Feature Article - January/February 2016

All Aboard!

The Changing Nature of Sales Incentive Programs

By Rick Dandes


New developments in sales incentive and engagement programs can help an organization's salesforce meet its quota numbers, according to human resource and workforce motivational experts.

The challenge, in post-recessionary America, can seem daunting at first: Despite most economic indicators pointing to better days ahead, "We are seeing sales people having troubles meeting their goals, and that's when bad habits set in," said Mike Ryan, senior vice president, Client Strategy, Madison Performance, New York City. "In those cases, employees will go through the sales process quickly, and don't really develop the type of value-added relationships that are important, not only for success, but also, ultimately, to the reputation of the brand." Recognizing this trend, some new developments in sales incentives programs pay a significant amount of attention not simply to results, but also to the methodologies

Agreeing with Ryan's observation is Theresa Thomas, vice president, Strategic Solutions, Hinda Incentives, Chicago. "Yes," she said. "We are seeing companies incenting behavior as part of their sales incentive program because that does drive greater financial improvement for their organization, versus just incentivizing the results. These programs have a sharp focus on not just what is being sold, but how it's being sold."

Another development in program design allows various stakeholders into the process. For example, you might see a sales manager, internal support people, or in some cases even customers having a say in the efficiency, effectiveness and the skill set of the sales person. Reward mechanisms should be built into the program for all participants when you are adding in a discretionary observation-based component to the design.

On the technical side, it is all about being focused and streamlined, efficient and precise in the offering. Think of approaching sales force compensation resource planning in the same way you approach customer acquisition planning: What is the potential? What is your investment, and what do you hope to get in return? "All those components could vary by segment," Ryan said. "Your messaging, your offering and your projected returns for top performers might be completely different than it might be for folks in the middle, or folks at the bottom of the pack. More and more we are seeing that type of streamlined preciseness in sales incentive development, the same way that you would see it in developing an approach to the marketplace as a whole."

Technological Advantages, Social Media & Gamification

The use of social recognition platforms enables companies to show leaderboards more visually, similar to internal Facebook pages, which helps drive competition among salespeople to perform to their highest potential. Gamification elements are also being used effectively to engage participants and encourage participation, such as offering bonus point opportunities for selling specified products, taking quizzes, surveys and training, as well as sales challenges and contests for limited periods of time. And the use of mobile apps helps encourage and make participation easier for sales reps who are on the go.

All of these new things, said Ira Ozer, CEO, president, Engagement Partners, Chappaqua, N.Y., "are made possible by technology delivered via web-based, mobile-ready and in some cases native apps." When gamification companies such as Bunchball and Badgeville came to market about five years ago, large incentive companies were more likely to integrate with them, but now many organizations have built-in gamification functions within their own incentive software platforms.

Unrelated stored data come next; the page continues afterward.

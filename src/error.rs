//! Error type shared by every store operation.

use thiserror::Error;

/// Errors returned by [`DynamicRecordStore`](crate::DynamicRecordStore) operations.
///
/// Validation variants are raised before any SQL is built; the rest come from
/// the database or the blocking task that talks to it.
#[derive(Debug, Error)]
pub enum StoreError {
    /// A table or column name failed the identifier allow-list.
    #[error("invalid identifier {name:?}: {reason}")]
    InvalidIdentifier { name: String, reason: &'static str },

    /// Create or update was called without any fields.
    #[error("field set is empty")]
    EmptyFields,

    /// A raw filter condition was blank or tried to stack statements.
    #[error("invalid condition: {0}")]
    InvalidCondition(String),

    /// A `key=value` body segment had no `=`.
    #[error("malformed form segment: {0:?}")]
    MalformedForm(String),

    /// The SQLite driver reported a failure.
    #[error("database error: {0}")]
    Database(#[from] rusqlite::Error),

    /// A custom connection provider could not hand out a connection.
    #[error("connection provider error: {0}")]
    Provider(#[from] anyhow::Error),

    /// The blocking task panicked or was cancelled.
    #[error("task error: {0}")]
    Task(String),
}

impl StoreError {
    /// True when the failure happened at or below the database boundary.
    pub fn is_database(&self) -> bool {
        matches!(
            self,
            StoreError::Database(_) | StoreError::Provider(_) | StoreError::Task(_)
        )
    }

    /// True when the request was rejected before touching the database.
    pub fn is_validation(&self) -> bool {
        !self.is_database()
    }
}

pub type Result<T> = std::result::Result<T, StoreError>;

New developments in sales incentive and engagement programs can help an organization's salesforce meet their quota numbers, according to human resource and workforce motivational experts.

Mobile is a must, particularly when you don't have the kind of dedicated sales force where you can dictate the type of device they are using. "You will want to make sure you have a responsive design so your sales incentive appears on any particular device consistently," said Ryan. Taking care of the mobile workforce and having the mobile workforce be able to access your sales program on any device 24/7 at their command has to be a part of the program. Many programs are using apps to measure certain aspects of the program on the behavior side of things.

In the busy, fast-paced world in which all organizations now operate, people still want to be connected, added Rick Blabolil, president, Marketing Innovators, Rosemont, Ill. "And through the use of smart phones and social media, they can be. Gamification is a phenomenal tool because it keeps interest high, and there are indicators of success and levels of improvement that can be a part of a gamification model. When someone hits their target quota, executives at all levels are able to send quick messages of acknowledgement and of appreciation."

Gamification can be used to drive behavior toward sales tactics preferred by the organization. "To that end," Thomas said, "We also see companies using gamification in their education and learning programs. Because of new technologies, we are seeing the use of analytics in dashboard recording. People expect you to be available in real time today so using analytics and dashboard reporting to drive that information to the participant on a real-time basis is really important."